The decision—which was communicated to humanitarian aid organizations on Wednesday by Stephen Biegun, the U.S. senior envoy for North Korea—follows claims by United Nations and private relief agencies in recent months that the U.S. policy was undermining their efforts to run life-saving relief operations. Those include programs designed to combat infectious diseases, such as cholera and drug-resistant tuberculosis.


The move marked the first significant step in months by the Trump administration to relax its “maximum pressure” campaign on Pyongyang. But it’s unclear whether the action was conceived as a goodwill gesture to Kim Jong Un’s regime to help facilitate further nuclear talks or was a response to mounting diplomatic pressure to soften a policy that threatened the lives of North Korean civilians.


Frustrated by the slow pace of negotiations between Washington and Pyongyang, U.S. Secretary of State Mike Pompeo decided in the summer to sharply limit the amount of aid allowed into North Korea. As a result, U.S. officials routinely delayed the export of surgical equipment for hospitals, stainless steel milk containers for orphanages, and supplies for fighting tuberculosis and malaria.


But the effort led to protests from humanitarian relief organizations and left the United States diplomatically isolated at the U.N. The drama has been playing out behind closed doors in a U.N. sanctions committee, where the United States has used its influence to block or delay requests by relief groups to deliver assistance to North Korea.


In a confidential Dec. 10, 2018, letter to the U.N. sanctions committee, Omar Abdi, the deputy executive director for the U.N. Children’s Fund, or UNICEF, complained that the U.S. holds on medical and relief supplies, including ambulances and solar generators needed to power tuberculosis clinics, were undermining the agency’s effort to fight the disease. UNICEF’s North Korea programs, he warned, “may be compromised if the shipment of these outstanding items does not take place on an urgent basis.”


Jung Pak, a former CIA analyst and North Korea expert at the Brookings Institution, praised the U.S. decision on humanitarian grounds but said it is unlikely to help advance nuclear talks.


“Reopening humanitarian assistance is the right thing to do,” she said. “But I doubt that this is going to be enough for Kim to now say, ‘I can make progress with Secretary Pompeo.’”


The Trump administration’s pressure campaign on North Korea ramped up after Pyongyang launched an intercontinental ballistic missile, spurring the Security Council to pass in December 2017 a sanctions resolution. The resolution—which targeted North Korea’s energy and export sectors—allowed exemptions for the delivery of humanitarian aid, as long as it was approved by the Security Council sanctions committee. The sanctions are designed to pressure North Korea to enter negotiations aimed at the elimination of its nuclear weapons program.

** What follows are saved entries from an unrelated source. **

use crate::error::{AssistantError, Result};
use regex::Regex;
use serde::{Deserialize, Serialize};
use std::fmt;
use std::str::FromStr;

/// Coarse purpose of a chat message
#[derive(Debug, Clone, Copy, PartialEq, Eq, Hash, Serialize, Deserialize)]
#[serde(rename_all = "snake_case")]
pub enum Intent {
    Greeting,
    FindByCraft,
    FindByLocation,
    FindByLocationAndCraft,
    GetStatistics,
    GetContact,
    Help,
    GeneralQuery,
}

impl Intent {
    pub fn as_str(&self) -> &'static str {
        match self {
            Intent::Greeting => "greeting",
            Intent::FindByCraft => "find_by_craft",
            Intent::FindByLocation => "find_by_location",
            Intent::FindByLocationAndCraft => "find_by_location_and_craft",
            Intent::GetStatistics => "get_statistics",
            Intent::GetContact => "get_contact",
            Intent::Help => "help",
            Intent::GeneralQuery => "general_query",
        }
    }

    /// Intents answered by looking up artisans
    pub fn is_search(&self) -> bool {
        matches!(
            self,
            Intent::FindByCraft | Intent::FindByLocation | Intent::FindByLocationAndCraft | Intent::GeneralQuery
        )
    }
}

impl fmt::Display for Intent {
    fn fmt(&self, f: &mut fmt::Formatter<'_>) -> fmt::Result {
        f.write_str(self.as_str())
    }
}

/// Which classifier answers [`IntentClassifier::classify`]
#[derive(Debug, Clone, Copy, PartialEq, Eq, Default)]
pub enum ClassifierKind {
    #[default]
    Pattern,
    Prototype,
}

impl FromStr for ClassifierKind {
    type Err = AssistantError;

    fn from_str(s: &str) -> Result<Self> {
        match s.trim().to_lowercase().as_str() {
            "pattern" | "regex" => Ok(ClassifierKind::Pattern),
            "prototype" | "embedding" => Ok(ClassifierKind::Prototype),
            other => Err(AssistantError::UnknownClassifier(other.to_string())),
        }
    }
}

pub trait IntentClassifier: Send + Sync {
    fn name(&self) -> &'static str;

    fn classify(&self, message: &str) -> Result<Intent>;
}

const CRAFT_WORDS: &str = "pottery|weaving|painting|carving|textile|metal|wood|stone|jewelry|embroidery|carpet|handicraft|bamboo|cane|banarasi|bandhani|bidriware|chikankari|kalamkari|madhubani|pattachitra|phulkari|tanjore|terracotta|warli|zardozi|zari|dokra|handloom|kutch|lac|leather|metalwork|rogan|sandalwood|shell|sikki|silver|filigree|blue pottery|black pottery|block printing|channapatna|coir|durrie|jute|kundan|paper mache|thanjavur";

const PLACE_WORDS: &str = "andhra pradesh|assam|bihar|chhattisgarh|goa|gujarat|haryana|himachal pradesh|jammu|kashmir|jharkhand|karnataka|kerala|ladakh|madhya pradesh|maharashtra|manipur|meghalaya|mizoram|odisha|punjab|rajasthan|sikkim|tamil nadu|telangana|tripura|uttar pradesh|uttarakhand|west bengal|delhi|mumbai|chennai|bangalore|hyderabad|pune|ahmedabad|surat|jaipur|lucknow|kanpur|nagpur|visakhapatnam|bhopal|patna|vadodara|ludhiana|agra|nashik|faridabad|meerut|rajkot";

const PERSON_WORDS: &str = "artists?|artisans?|craftsman|craftsmen|craftspeople|makers?";

const SEARCH_VERBS: &str = "find|show|get|search|display|list";

/// Ordered pattern lists, one per intent. Earlier intents win ties.
fn pattern_table() -> Vec<(Intent, Vec<String>)> {
    vec![
        (
            Intent::FindByCraft,
            vec![
                format!(r"\b({SEARCH_VERBS})\b.*\b({PERSON_WORDS})\b.*\b({CRAFT_WORDS})\b"),
                format!(r"\b({CRAFT_WORDS})\b.*\b({PERSON_WORDS})\b"),
                r"(कुम्हार|बुनकर|चित्रकार|मूर्तिकार|कारीगर|शिल्पकार)".to_string(),
                r"(குயவன்|நெசவாளர்|ஓவியர்|சிற்பி|கைவினைஞர்)".to_string(),
                r"(కుమ్మరి|నేత కార్మికుడు|చిత్రకారుడు|శిల్పి)".to_string(),
            ],
        ),
        (
            Intent::FindByLocation,
            vec![
                format!(r"\b({SEARCH_VERBS})\b.*\b({PERSON_WORDS})\b.*\b(in|from|at|of)\b.*\b({PLACE_WORDS})\b"),
                format!(r"\b({PERSON_WORDS})\b.*\b(in|from|at|of)\b.*\b({PLACE_WORDS})\b"),
                format!(r"\b({PLACE_WORDS})\b.*\b({PERSON_WORDS})\b"),
                r"(में|से)\s.*(कारीगर|कलाकार|शिल्पकार)".to_string(),
            ],
        ),
        (
            Intent::GetStatistics,
            vec![
                r"\b(how many|count|total|statistics|stats|data|database|overview|information)\b".to_string(),
                r"(कितने|संख्या|आंकड़े|जानकारी)".to_string(),
                r"(எத்தனை|எண்ணிக்கை|தகவல்)".to_string(),
                r"(ఎన్ని|సంఖ్య|గణాంకాలు)".to_string(),
            ],
        ),
        (
            Intent::GetContact,
            vec![
                r"\b(contact|phone|call|reach|email|address|number|telephone|mobile)\b.*\b(information|details|info)\b".to_string(),
                r"\b(how to contact|how to reach|contact details|phone number)\b".to_string(),
                r"(संपर्क|फोन|नंबर|पता)".to_string(),
                r"(தொடர்பு|எண்|முகவரி)".to_string(),
                r"(సంప్రదించు|ఫోన్|చిరునామా)".to_string(),
            ],
        ),
        (
            Intent::Greeting,
            vec![
                r"\b(hello|hi|hey|greetings|good morning|good afternoon|good evening|namaste|namaskar)\b".to_string(),
                r"(नमस्ते|हैलो|प्रणाम|नमस्कार)".to_string(),
                r"(வணக்கம்|ஹலோ|நமஸ்காரம்)".to_string(),
                r"(నమస్కారం|హలో)".to_string(),
            ],
        ),
        (
            Intent::Help,
            vec![
                r"\b(help|assist|guide|support|how to|what can you|capabilities)\b".to_string(),
                r"(मदद|सहायता|गाइड)".to_string(),
                r"(உதவி|வழிகாட்டுதல்)".to_string(),
                r"(సహాయం|మార్గదర్శనం)".to_string(),
            ],
        ),
    ]
}

/// Keyword classifier: every intent scores one point per matching pattern.
///
/// The highest non-zero score wins; with no match at all the message is a
/// `general_query`.
pub struct PatternClassifier {
    patterns: Vec<(Intent, Vec<Regex>)>,
}

impl PatternClassifier {
    /// Compiles the built-in pattern table.
    ///
    /// # Errors
    ///
    /// Returns `AssistantError::Regex` if a pattern fails to compile.
    pub fn new() -> Result<Self> {
        let patterns = pattern_table()
            .into_iter()
            .map(|(intent, sources)| {
                let compiled = sources.iter().map(|s| Regex::new(s)).collect::<std::result::Result<Vec<_>, _>>()?;
                Ok((intent, compiled))
            })
            .collect::<Result<Vec<_>>>()?;
        Ok(Self { patterns })
    }

    /// Per-intent match counts, in table order
    pub fn scores(&self, message: &str) -> Vec<(Intent, usize)> {
        let lower = message.to_lowercase();
        self.patterns
            .iter()
            .map(|(intent, regexes)| (*intent, regexes.iter().filter(|re| re.is_match(&lower)).count()))
            .collect()
    }
}

impl IntentClassifier for PatternClassifier {
    fn name(&self) -> &'static str {
        "pattern"
    }

    fn classify(&self, message: &str) -> Result<Intent> {
        let mut best: Option<(Intent, usize)> = None;
        for (intent, score) in self.scores(message) {
            // Strictly greater: ties keep the earlier intent
            if score > 0 && best.map_or(true, |(_, s)| score > s) {
                best = Some((intent, score));
            }
        }
        Ok(best.map(|(intent, _)| intent).unwrap_or(Intent::GeneralQuery))
    }
}
//! # Kala-Kaart Retrieval
//!
//! Semantic retrieval over craft knowledge and recorded conversations.
//!
//! - [`Encoder`] - Text to dense vector, with [`HashingEncoder`] as the
//!   dependency-free default and `FastEmbedEncoder` behind the `fastembed` feature
//! - [`LanguageIndex`] - Exact L2 index over one language partition
//! - [`Retriever`] - Encoder plus index; language-aware multi-partition queries
//! - [`corpus`] - Built-in knowledge, dataset summaries and training files

pub mod corpus;
pub mod document;
pub mod encoder;
pub mod error;
#[cfg(feature = "fastembed")]
pub mod fastembed_encoder;
pub mod index;
pub mod vector;

pub use document::{DocumentKind, DocumentMetadata, RetrievalDocument};
pub use encoder::{Encoder, HashingEncoder, DEFAULT_HASHING_DIM, MAX_HASHING_DIM, MIN_HASHING_DIM};
pub use error::{Error, Result};
#[cfg(feature = "fastembed")]
pub use fastembed_encoder::FastEmbedEncoder;
pub use index::{context_from, LanguageIndex, RetrievalIndex, Retriever, ScoredDocument};
pub use vector::Vector;
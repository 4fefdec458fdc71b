// Minimal CSV line splitting for the artisan dataset
//
// Rows never span lines in the source export, so parsing is line-oriented.

/// Split one CSV line into trimmed fields.
///
/// Double quotes toggle quoting, `""` inside a quoted field is a literal quote,
/// and commas only separate fields outside quotes.
pub fn parse_csv_line(line: &str) -> Vec<String> {
    let mut fields = Vec::new();
    let mut current = String::new();
    let mut in_quotes = false;
    let mut chars = line.chars().peekable();

    while let Some(c) = chars.next() {
        match c {
            '"' if in_quotes && chars.peek() == Some(&'"') => {
                current.push('"');
                chars.next();
            }
            '"' => in_quotes = !in_quotes,
            ',' if !in_quotes => {
                fields.push(current.trim().to_string());
                current.clear();
            }
            _ => current.push(c),
        }
    }

    fields.push(current.trim().to_string());
    fields
}
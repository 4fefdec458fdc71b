use kalakaart_core::Language;
use serde::{Deserialize, Serialize};

#[derive(Debug, Clone, Copy, PartialEq, Eq, Serialize, Deserialize)]
#[serde(rename_all = "lowercase")]
pub enum DocumentKind {
    Conversation,
    Knowledge,
}

#[derive(Debug, Clone, PartialEq, Serialize, Deserialize)]
pub struct DocumentMetadata {
    pub language: Language,
    pub kind: DocumentKind,
    #[serde(default, skip_serializing_if = "Option::is_none")]
    pub craft: Option<String>,
    #[serde(default, skip_serializing_if = "Option::is_none")]
    pub location: Option<String>,
    #[serde(default, skip_serializing_if = "Option::is_none")]
    pub intent: Option<String>,
}

/// A unit of retrievable text, owned by exactly one language partition
#[derive(Debug, Clone, PartialEq, Serialize, Deserialize)]
pub struct RetrievalDocument {
    pub text: String,
    pub metadata: DocumentMetadata,
}

impl RetrievalDocument {
    pub fn knowledge(language: Language, text: impl Into<String>) -> Self {
        Self {
            text: text.into(),
            metadata: DocumentMetadata {
                language,
                kind: DocumentKind::Knowledge,
                craft: None,
                location: None,
                intent: None,
            },
        }
    }

    pub fn conversation(language: Language, text: impl Into<String>, intent: Option<String>) -> Self {
        Self {
            text: text.into(),
            metadata: DocumentMetadata {
                language,
                kind: DocumentKind::Conversation,
                craft: None,
                location: None,
                intent,
            },
        }
    }

    pub fn with_craft(mut self, craft: impl Into<String>) -> Self {
        self.metadata.craft = Some(craft.into());
        self
    }

    pub fn with_location(mut self, location: impl Into<String>) -> Self {
        self.metadata.location = Some(location.into());
        self
    }

    #[inline]
    pub fn language(&self) -> Language {
        self.metadata.language
    }
}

Since President Donald Trump’s summit in Singapore with Kim last June, diplomatic progress on North Korean nuclear negotiations have stalled as Pyongyang continues to develop its missile programs and dodge overtures from Trump’s senior diplomats. North Korean officials, for example, have spurned the State Department’s requests to meet with Biegun for months. This past November, the State Department announced the cancellation of a planned meeting in New York between Pompeo and a top North Korean intelligence officer.


In December, John Bolton, the U.S. national security advisor, said a second Trump-Kim summit would likely happen this January or February to revive negotiations, even though “they have not lived up to the commitments so far.”